# Topic Modeling of the television show Stargate SG1

## Motivations

I love the show Stargate SG1.  It is humorous with a level of self-awareness and does not take itself seriously, unlike some other sci-fi shows such as (Battlestar Gallactica or Stargate Universe).  Every year or so, I randomly re-watch the different seasons of the show.

The show ran for 10 seasons with a total of 214 episodes.  It spanned multiple worlds as the SG1 team traveled and met with multiple alien races, some are allies, some are enemies.  It also had its own lores involving alien technologies, alien vocabularies, US military vocabularies, ancient Egyptian mythologies and pop-culture references.  

Additionally, the episodes are generally self-contained, with the maximum that a storyline spans is around 2-3 episodes.  This makes the show easy to re-watch or to pick up at random spots without having to be updated of all the backgrounds and pertinent details.

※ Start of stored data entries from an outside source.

impl<A: AccessCheck> IssuanceService<A> {
    pub fn new(store: Store, access: A, settings: IssuanceConfig) -> Self {
        Self {
            store,
            access,
            settings,
        }
    }

    pub fn store(&self) -> &Store {
        &self.store
    }

    /// Issues a self-signed root CA and stores it for the authorized user.
    #[instrument(skip_all, fields(title = ?request.title, common_name = %request.names.common_name))]
    pub fn init_ca(&self, credential: &str, request: &RootRequest) -> Result<IssuanceResponse> {
        let grant = self.authorize(credential, Action::IssueRootCertificate)?;

        let (profile, ca) = build_root_ca(request, &self.settings)?;

        let record = CertificateRecord {
            certid: new_id(),
            user_id: grant.user_id.clone(),
            title: request.title.clone(),
            state: CertificateState::Valid,
            subject: profile.subject_string(),
            parent_id: None,
            pathlev: 0,
            genre: Genre::Root,
            cert_req: None,
        };
        let issuance = issuance(record, ca.ca_cert(), ca.key_pair())?;

        self.store
            .register_creator_if_absent(&grant.user_id, &grant.account_name)
            .context(PersistSnafu)?;
        self.persist(issuance)
    }

    /// Issues a leaf certificate signed by one of the user's root CAs.
    ///
    /// The leaf key is generated here and the request is built and verified
    /// from it, so the CSR stored alongside the certificate is exactly the one
    /// that was signed. Requested alternative names are copied into the
    /// certificate as they are, deciding which names a user may request is
    /// up to the [`AccessCheck`].
    #[instrument(skip_all, fields(parent_id = %request.parent_id, common_name = %request.names.common_name))]
    pub fn issue_leaf(&self, credential: &str, request: &LeafRequest) -> Result<IssuanceResponse> {
        let grant = self.authorize(credential, Action::IssueLeafCertificate)?;

        let algorithm = KeyAlgorithm::parse(&request.key.algo).context(ParseKeyAlgorithmSnafu)?;
        let profile = request
            .names
            .to_profile(request.alternative_names.clone());
        validate_names(&profile)?;
        let validity_days = request
            .expiry_days
            .unwrap_or(self.settings.leaf_validity_days);
        ensure!(validity_days > 0, ZeroValiditySnafu);

        let (parent, ca) = self.load_parent(&request.parent_id, &grant)?;

        let key_pair = KeyPair::generate(algorithm, request.key.size, &self.settings.key_policy())
            .context(GenerateKeySnafu { algorithm })?;
        let signing_request = SigningRequest::build(&profile, &key_pair).context(BuildRequestSnafu)?;
        signing_request.verify().context(VerifyRequestSnafu)?;

        let certificate = CertificateBuilder::builder()
            .request(&signing_request)
            .validity_days(validity_days)
            .signed_by(&ca)
            .build()
            .context(IssueLeafSnafu)?;

        let record = CertificateRecord {
            certid: new_id(),
            user_id: grant.user_id,
            title: request.title.clone(),
            state: CertificateState::Valid,
            subject: profile.subject_string(),
            parent_id: Some(parent.certid),
            pathlev: parent.pathlev + 1,
            genre: Genre::Leaf,
            cert_req: Some(
                signing_request
                    .to_pem(PEM_LINE_ENDING)
                    .context(EncodeRequestSnafu)?,
            ),
        };
        let issuance = issuance(record, &certificate, &key_pair)?;

        self.persist(issuance)
    }

    fn authorize(&self, credential: &str, action: Action) -> Result<Grant> {
        let grant = self
            .access
            .check(credential, action)
            .context(CheckAccessSnafu { action })?;

        if !grant.authorized {
            warn!(user.id = %grant.user_id, %action, "access denied");
            return AccessDeniedSnafu {
                user_id: grant.user_id,
                action,
            }
            .fail();
        }

        Ok(grant)
    }

    fn load_parent(
        &self,
        certid: &str,
        grant: &Grant,
    ) -> Result<(CertificateRecord, CertificateAuthority)> {
        let parent = self
            .store
            .find_certificate(certid)
            .context(PersistSnafu)?
            .context(ParentNotFoundSnafu { certid })?;
        ensure!(
            parent.user_id == grant.user_id,
            ParentNotOwnedSnafu { certid }
        );

        let version = self
            .store
            .latest_version(certid)
            .context(PersistSnafu)?
            .context(MissingParentVersionSnafu { certid })?;
        let private_key = self
            .store
            .find_private_key(&version.keyid)
            .context(PersistSnafu)?
            .context(MissingParentKeySnafu {
                certid,
                keyid: &version.keyid,
            })?;

        let ca = CertificateAuthority::from_pem(&version.cert, &private_key.private_key)
            .context(LoadParentSnafu { certid })?;

        Ok((parent, ca))
    }

    fn persist(&self, issuance: Issuance) -> Result<IssuanceResponse> {
        self.store
            .record_issuance(&issuance)
            .context(PersistSnafu)?;

        info!(
            certificate.id = %issuance.certificate.certid,
            certificate.serial = %issuance.version.serial,
            certificate.subject = %issuance.certificate.subject,
            key.id = %issuance.private_key.keyid,
            "issued certificate"
        );

        let Issuance {
            certificate,
            private_key,
            version,
        } = issuance;

        Ok(IssuanceResponse {
            certificate_pem: version.cert,
            certificate_id: certificate.certid,
            key_id: private_key.keyid,
        })
    }
}

/// Validates a root request and issues the self-signed CA it describes,
/// without persisting anything.
pub fn build_root_ca(
    request: &RootRequest,
    settings: &IssuanceConfig,
) -> Result<(Profile, CertificateAuthority)> {
    let algorithm = KeyAlgorithm::parse(&request.key.algo).context(ParseKeyAlgorithmSnafu)?;
    let skid_policy = match request.skid_policy.as_deref() {
        Some(policy) => SkidPolicy::parse(policy).context(ParseSkidPolicySnafu)?,
        None => settings.default_skid_policy,
    };
    let profile = request.names.to_profile(AlternativeNames::default());
    profile.subject().context(BuildNamesSnafu)?;
    ensure!(request.expiry_days > 0, ZeroValiditySnafu);

    let key_pair = KeyPair::generate(algorithm, request.key.size, &settings.key_policy())
        .context(GenerateKeySnafu { algorithm })?;
    let ca = CertificateAuthority::builder()
        .profile(&profile)
        .validity_days(request.expiry_days)
        .skid_policy(skid_policy)
        .signing_key_pair(key_pair)
        .build()
        .context(IssueRootSnafu)?;

    Ok((profile, ca))
}

fn validate_names(profile: &Profile) -> Result<()> {
    profile.subject().context(BuildNamesSnafu)?;
    profile.subject_alt_name().context(BuildNamesSnafu)?;
    Ok(())
}

fn issuance(
    certificate_record: CertificateRecord,
    certificate: &Certificate,
    key_pair: &KeyPair,
) -> Result<Issuance> {
    let cert = certificate
        .to_pem_string(PEM_LINE_ENDING)
        .context(EncodeCertificateSnafu)?;
    let private_key = key_pair
        .to_pem(PEM_LINE_ENDING)
        .context(EncodePrivateKeySnafu)?;
    let validity = &certificate.tbs_certificate.validity;
    let keyid = new_id();

    Ok(Issuance {
        version: VersionRecord {
            certid: certificate_record.certid.clone(),
            keyid: keyid.clone(),
            serial: certificate.serial_hex(),
            cert,
            effective_time: unix_millis(validity.not_before),
            expiration_time: unix_millis(validity.not_after),
            revocation_time: None,
            alarm: false,
        },
        private_key: PrivateKeyRecord {
            keyid,
            private_key,
            create_time: now_millis(),
        },
        certificate: certificate_record,
    })
}

fn unix_millis(time: Time) -> i64 {
    i64::try_from(time.to_unix_duration().as_millis()).unwrap_or(i64::MAX)
}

The motivation of this project is to build a corpus of all the transcripts of the 10 seasons, explore if there are recurrent themes and group the episodes and/or seasons by them.  By doing so, I'm looking to map the essential words for each theme and also the episodes relating to each theme.  This would allow one to select a group of theme or storyline and be able to watch all the episodes relating to it.

## Overview

The following steps will be taken to explore this project:

- Create Pipeline to scrape the transcript data
- Preprocess and build a corpus of all the episodes
- Tokenize and create a dictionary of all the words used in the episodes
- Train and build embeddings from the tokens
- Model the topics
- Finally, explore the undercurrent themes and topics results

### Data Source

http://www.stargate-sg1-solutions.com/wiki/Transcripts appears to have the most complete transcripts for all 10 seasons.  The transcripts were compiled and archived by fans of the show.

### Tools

Methods / Tools to be used are:

- Python
- Beautifulsoup
- Trafilatura
- Gensim
- Sklearn
- Fasttext
- LDA
- HDBSCAN
- BertTopic

## Step 0: imports

In [1]:
import sys
import re
import pathlib
import pickle
from typing import Iterator
from tqdm.auto import trange, tqdm
import numpy as np
import polars as pl
import gensim
import spacy
import sklearn
import trafilatura
from trafilatura import spider
import courlan

## Step 1: Pipeline to Scrape Data

In [2]:
def get_transcript_links(urls: list) -> Iterator[set]:
    """
    get all the links for each season's page
    yield (generator) of sets
    """
    for season in urls:
        season_page = trafilatura.fetch_url(season, decode=True)
        links = spider.extract_links(
            pagecontent=season_page,
            base_url="http://www.stargate-sg1-solutions.com",
            external_bool=False,
        )
        yield links


def merge_uniqefy_links(links: Iterator[set]) -> set[str]:
    """
    merge the list of sets
    return a single set of unique links
    """
    all_links = set()
    for season in links:
        all_links.update(season)

    return all_links


def filter_links(links: set[str]) -> Iterator:
    """
    filter to only obtain the transcript links
    transcript url is of pattern: "wiki/[0-9].*Transcript"
    yield (generator) of links
    """
    link_pattern = re.compile(r"wiki\/\d.+Transcript$")

    for l in links:
        if re.search(link_pattern, l):
            yield l


def extract_transcripts(filtered_links: set[str]) -> Iterator[dict]:
    """
    extract the actual transcript from the set of transcript links
    yield (generator) of dicts
    """
    for l in filtered_links:
        page = trafilatura.fetch_url(l)
        extracted_page = trafilatura.bare_extraction(page)
        extracted_transcript_list = extracted_page["text"].split("\n")
        start_index = extracted_transcript_list.index("Transcript") + 1
        for n, e in enumerate(extracted_transcript_list):
            if re.search(r"^Transcribed", e):
                end_index = n - 1
        transcript_string = " ".join(extracted_transcript_list[start_index:end_index])
        extracted_page["text"] = transcript_string
        yield extracted_page


def run_extraction_pipeline(urls: list) -> list[dict]:
    # list of dicts
    # with the actual transcript stored in the dict's "text" key
    extracted_transcripts = list(
        extract_transcripts(
            filter_links(merge_uniqefy_links(get_transcript_links(urls)))
        )
    )

    # sort the transcripts by episode title
    sorted_transcripts = sorted(extracted_transcripts, key=lambda x: x["title"])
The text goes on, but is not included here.